1) Input validation error

EUVDB-ID: #VU70642

Risk: High

CVSSv3.1: 7.5 [CVSS:3.1/AV:N/AC:L/PR:N/UI:N/S:C/C:N/I:N/A:H/E:U/RL:O/RC:C]

CVE-ID: CVE-2022-3157

CWE-ID: CWE-20 - Improper input validation

Exploit availability: No

Description

The vulnerability allows a remote attacker to perform a denial of service (DoS) attack.

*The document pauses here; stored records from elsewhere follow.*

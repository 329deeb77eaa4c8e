use anyhow::{Context, Result};
use async_trait::async_trait;
use serde::Serialize;

use crate::chat::ChatTurn;
use crate::config::PersonaProfile;

/// Something that turns a turn sequence into completion text.
///
/// `complete_json` returns `Ok(None)` when the backend answered but the reply
/// had no `choices[0].message.content`; transport and HTTP failures are `Err`.
#[async_trait]
pub trait CompletionBackend: Send + Sync {
    async fn complete_json(
        &self,
        profile: &PersonaProfile,
        messages: &[ChatTurn],
    ) -> Result<Option<String>>;

    async fn complete_text(&self, profile: &PersonaProfile, messages: &[ChatTurn])
        -> Result<String>;
}

#[derive(Clone)]
pub struct LlmClient {
    api_url: String,
    client: reqwest::Client,
}

#[derive(Debug, Serialize)]
struct ChatCompletionRequest<'a> {
    model: &'a str,
    messages: Vec<WireMessage<'a>>,
    #[serde(skip_serializing_if = "Option::is_none")]
    response_format: Option<ResponseFormat>,
    #[serde(skip_serializing_if = "Option::is_none")]
    temperature: Option<f32>,
}

#[derive(Debug, Serialize)]
struct WireMessage<'a> {
    role: &'static str,
    content: &'a str,
}

#[derive(Debug, Serialize)]
struct ResponseFormat {
    #[serde(rename = "type")]
    format_type: &'static str,
}

impl LlmClient {
    pub fn new(api_url: String, client: reqwest::Client) -> Self {
        Self { api_url, client }
    }

    fn completions_url(&self) -> String {
        format!("{}/chat/completions", self.api_url.trim_end_matches('/'))
    }

    async fn post_completion(
        &self,
        profile: &PersonaProfile,
        messages: &[ChatTurn],
        json_mode: bool,
    ) -> Result<serde_json::Value> {
        let request = ChatCompletionRequest {
            model: &profile.model,
            messages: messages
                .iter()
                .map(|turn| WireMessage {
                    role: turn.role.as_str(),
                    content: &turn.content,
                })
                .collect(),
            response_format: json_mode.then_some(ResponseFormat {
                format_type: "json_object",
            }),
            temperature: Some(0.7),
        };

        let mut req = self.client.post(self.completions_url()).json(&request);

        // Local backends run without a key
        if !profile.api_key.is_empty() {
            req = req.header("Authorization", format!("Bearer {}", profile.api_key));
        }

        let response = req
            .send()
            .await
            .with_context(|| format!("Failed to send LLM request for {}", profile.name))?;

        if !response.status().is_success() {
            let status = response.status();
            let body = response
                .text()
                .await
                .unwrap_or_else(|_| "Unable to read body".to_string());
            anyhow::bail!("LLM API returned error {}: {}", status, body);
        }

        response
            .json::<serde_json::Value>()
            .await
            .context("Failed to parse LLM response body")
    }
}

/// `choices[0].message.content`, if the reply has that shape.
pub fn completion_content(body: &serde_json::Value) -> Option<String> {
    body.get("choices")?
        .get(0)?
        .get("message")?
        .get("content")?
        .as_str()
        .map(str::to_string)
}

#[async_trait]
impl CompletionBackend for LlmClient {
    async fn complete_json(
        &self,
        profile: &PersonaProfile,
        messages: &[ChatTurn],
    ) -> Result<Option<String>> {
        let body = self.post_completion(profile, messages, true).await?;
        let content = completion_content(&body);
        if content.is_none() {
            tracing::warn!(
                "LLM reply for {} had no choices[0].message.content",
                profile.name
            );
        }
        Ok(content)
    }

    async fn complete_text(
        &self,
        profile: &PersonaProfile,
        messages: &[ChatTurn],
    ) -> Result<String> {
        let body = self.post_completion(profile, messages, false).await?;
        completion_content(&body).ok_or_else(|| anyhow::anyhow!("No response from LLM"))
    }
}

#[cfg(test)]
mod tests {
    use super::*;

    #[test]
    fn extracts_content_from_well_formed_reply() {
        let body = serde_json::json!({
            "choices": [{"message": {"role": "assistant", "content": "{\"a\":1}"}}]
        });
        assert_eq!(completion_content(&body).as_deref(), Some("{\"a\":1}"));
    }

    #[test]
    fn malformed_reply_structure_has_no_content() {
        assert!(completion_content(&serde_json::json!({"choices": []})).is_none());
        assert!(completion_content(&serde_json::json!({"error": "boom"})).is_none());
        assert!(completion_content(&serde_json::json!({
            "choices": [{"delta": {"content": "x"}}]
        }))
        .is_none());
    }

    #[test]
    fn request_serializes_json_mode_and_strips_turn_metadata() {
        let mut turn = ChatTurn::user("Ada: hi");
        turn.author = Some("Ada".to_string());
        turn.timestamp = Some(1);
        let turns = [ChatTurn::system("rules"), turn];

        let request = ChatCompletionRequest {
            model: "m",
            messages: turns
                .iter()
                .map(|t| WireMessage {
                    role: t.role.as_str(),
                    content: &t.content,
                })
                .collect(),
            response_format: Some(ResponseFormat {
                format_type: "json_object",
            }),
            temperature: None,
        };

        let value = serde_json::to_value(&request).unwrap();
        assert_eq!(value["response_format"]["type"], "json_object");
        assert_eq!(value["messages"][1]["role"], "user");
        assert!(value["messages"][1].get("author").is_none());
        assert!(value.get("temperature").is_none());
    }

    #[test]
    fn completions_url_tolerates_trailing_slash() {
        let client = LlmClient::new(
            "http://localhost:11434/v1/".to_string(),
            reqwest::Client::new(),
        );
        assert_eq!(
            client.completions_url(),
            "http://localhost:11434/v1/chat/completions"
        );
    }
}
//! One async mutex per scope key so read-modify-write cycles on the same
//! conversation/memory never interleave.

use std::collections::HashMap;
use std::sync::{Arc, Mutex};

use tokio::sync::{Mutex as AsyncMutex, OwnedMutexGuard};

#[derive(Default)]
pub struct ScopeLocks {
    locks: Mutex<HashMap<String, Arc<AsyncMutex<()>>>>,
}

impl ScopeLocks {
    pub fn new() -> Self {
        Self::default()
    }

    /// Wait for exclusive access to `key`. Held until the guard drops.
    pub async fn acquire(&self, key: &str) -> OwnedMutexGuard<()> {
        let lock = {
            let mut locks = self.locks.lock().unwrap_or_else(|e| e.into_inner());
            // Drop idle entries so the map does not grow with every channel ever seen
            locks.retain(|k, lock| k == key || Arc::strong_count(lock) > 1);
            locks
                .entry(key.to_string())
                .or_insert_with(|| Arc::new(AsyncMutex::new(())))
                .clone()
        };
        lock.lock_owned().await
    }

    pub fn tracked_keys(&self) -> usize {
        self.locks.lock().unwrap_or_else(|e| e.into_inner()).len()
    }
}
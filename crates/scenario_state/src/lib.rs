//! scenario_state - Page state for a simulation view
//!
//! This crate provides the single state object a simulation page holds,
//! the events that move it between load and turn phases, the request
//! sequencing that discards stale responses, and the single-slot recorder.

pub mod machine;
pub mod recording;
pub mod sequencer;

// Re-export commonly used types
pub use machine::{
    LoadPhase, PhaseSnapshot, ScenarioEvent, ScenarioMachine, ScenarioState, StateTransition,
    TransitionError, TurnKind, TurnPhase,
};
pub use recording::{AudioCapture, CaptureHandle, Recorder, RecordingError};
pub use sequencer::{RequestKind, RequestSequencer, RequestTicket};
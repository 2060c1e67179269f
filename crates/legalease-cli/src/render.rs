//! Plain-text views of a simulation page

use std::collections::HashSet;
use std::fmt::Write;

use colored::Colorize;
use dialogue_core::{DialogueNode, NodeId, Party};
use scenario_state::TurnPhase;

/// Indented tree, selected path starred, bookmarked paths flagged.
pub fn render_tree(tree: &DialogueNode, bookmarked: &HashSet<NodeId>) -> String {
    let mut out = String::new();
    write_node(&mut out, tree, 0, bookmarked);
    out
}

fn write_node(out: &mut String, node: &DialogueNode, depth: usize, bookmarked: &HashSet<NodeId>) {
    let marker = if node.selected { "*" } else { "-" };
    let flag = if bookmarked.contains(&node.id) { " [bookmarked]" } else { "" };
    let line = format!(
        "{}{} [{}] {}: {}{}",
        "  ".repeat(depth),
        marker,
        node.id,
        node.party,
        node.statement,
        flag
    );
    let line = if node.selected {
        line.bold().to_string()
    } else {
        line
    };
    let _ = writeln!(out, "{line}");
    for child in &node.children {
        write_node(out, child, depth + 1, bookmarked);
    }
}

/// Transcript of the selected path.
pub fn render_conversation(path: &[&DialogueNode]) -> String {
    let mut out = String::new();
    for node in path {
        let speaker = match node.party {
            Party::A => "Party A".cyan(),
            Party::B => "Party B".yellow(),
        };
        let _ = writeln!(out, "{}: {}", speaker.bold(), node.statement);
    }
    out
}

/// What the user can do next.
pub fn render_turn(turn: &TurnPhase) -> String {
    let mut out = String::new();
    match turn {
        TurnPhase::Inactive => out.push_str("No simulation loaded\n"),
        TurnPhase::PartyAAwaitingInput { options } => {
            out.push_str("Party A to speak: type a statement or pick an option\n");
            write_options(&mut out, options);
        }
        TurnPhase::PartyBAwaitingSelection { options } => {
            if options.is_empty() {
                out.push_str("Party B to reply: generate replies first\n");
            } else {
                out.push_str("Party B to reply: pick one\n");
                write_options(&mut out, options);
            }
        }
        TurnPhase::Generating { party } => {
            let _ = writeln!(out, "Generating statements for Party {party}...");
        }
        TurnPhase::Submitting => out.push_str("Saving statement...\n"),
        TurnPhase::Selecting => out.push_str("Saving selection...\n"),
    }
    out
}

fn write_options(out: &mut String, options: &[dialogue_core::ResponseOption]) {
    for (idx, option) in options.iter().enumerate() {
        let _ = writeln!(out, "  {}. {} ({})", idx + 1, option.text, option.id);
    }
}

#[cfg(test)]
mod tests {
    use dialogue_core::ResponseOption;

    use super::*;

    fn sample() -> DialogueNode {
        DialogueNode::new(1_i64, "Pay the deposit", Party::B)
            .with_child(DialogueNode::new(2_i64, "No", Party::A))
            .with_child(DialogueNode::new(3_i64, "Half of it", Party::A))
            .with_selected_path(&NodeId::Persisted(3))
    }

    #[test]
    fn tree_lists_every_node_indented() {
        colored::control::set_override(false);
        let bookmarked = HashSet::from([NodeId::Persisted(2)]);
        let text = render_tree(&sample(), &bookmarked);
        let lines: Vec<&str> = text.lines().collect();
        assert_eq!(
            lines,
            vec![
                "* [1] B: Pay the deposit",
                "  - [2] A: No [bookmarked]",
                "  * [3] A: Half of it",
            ]
        );
    }

    #[test]
    fn turn_numbers_options() {
        colored::control::set_override(false);
        let turn = TurnPhase::PartyBAwaitingSelection {
            options: vec![ResponseOption {
                id: NodeId::Persisted(4),
                text: "Deal".to_string(),
            }],
        };
        assert_eq!(
            render_turn(&turn),
            "Party B to reply: pick one\n  1. Deal (4)\n"
        );
    }

    #[test]
    fn empty_party_b_turn_asks_for_generation() {
        let turn = TurnPhase::PartyBAwaitingSelection { options: vec![] };
        assert!(render_turn(&turn).contains("generate"));
    }
}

The vulnerability exists due to insufficient validation of user-supplied input. A remote attacker can send a specially crafted CIP request and perform a denial of service (DoS) attack.

Mitigation

Install updates from vendor's website.

Vulnerable software versions

CompactLogix 5370: 20 - 33

Compact GuardLogix 5370: 28 - 33

ControlLogix 5570: 20 - 33

ControlLogix 5570 redundancy: 20 - 33

GuardLogix 5570: 20 - 33

CPE2.3

• cpe:2.3:h:rockwell_automation:compactlogix_5370:*:*:*:*:*:*:*:
• cpe:2.3:h:rockwell_automation:compactlogix_5370:20:*:*:*:*:*:*:
• cpe:2.3:h:rockwell_automation:compactlogix_5370:33:*:*:*:*:*:*:
• cpe:2.3:h:rockwell_automation:compact_guardlogix_5370:*:*:*:*:*:*:*:
• cpe:2.3:h:rockwell_automation:compact_guardlogix_5370:28:*:*:*:*:*:*:
• cpe:2.3:h:rockwell_automation:compact_guardlogix_5370:33:*:*:*:*:*:*:
• cpe:2.3:h:rockwell_automation:controllogix_5570:*:*:*:*:*:*:*:
• cpe:2.3:h:rockwell_automation:controllogix_5570:20:*:*:*:*:*:*:
• cpe:2.3:h:rockwell_automation:controllogix_5570:33:*:*:*:*:*:*:
• cpe:2.3:h:rockwell_automation:controllogix5570_redundancy:*:*:*:*:*:*:*:
• cpe:2.3:h:rockwell_automation:guardlogix_5570:*:*:*:*:*:*:*:

External links

http://rockwellautomation.custhelp.com/app/answers/answer_view/a_id/1137757

Q & A

Can this vulnerability be exploited remotely?

Yes. This vulnerability can be exploited by a remote non-authenticated attacker via the Internet.

Is there known malware, which exploits this vulnerability?

No. We are not aware of malware exploiting this vulnerability.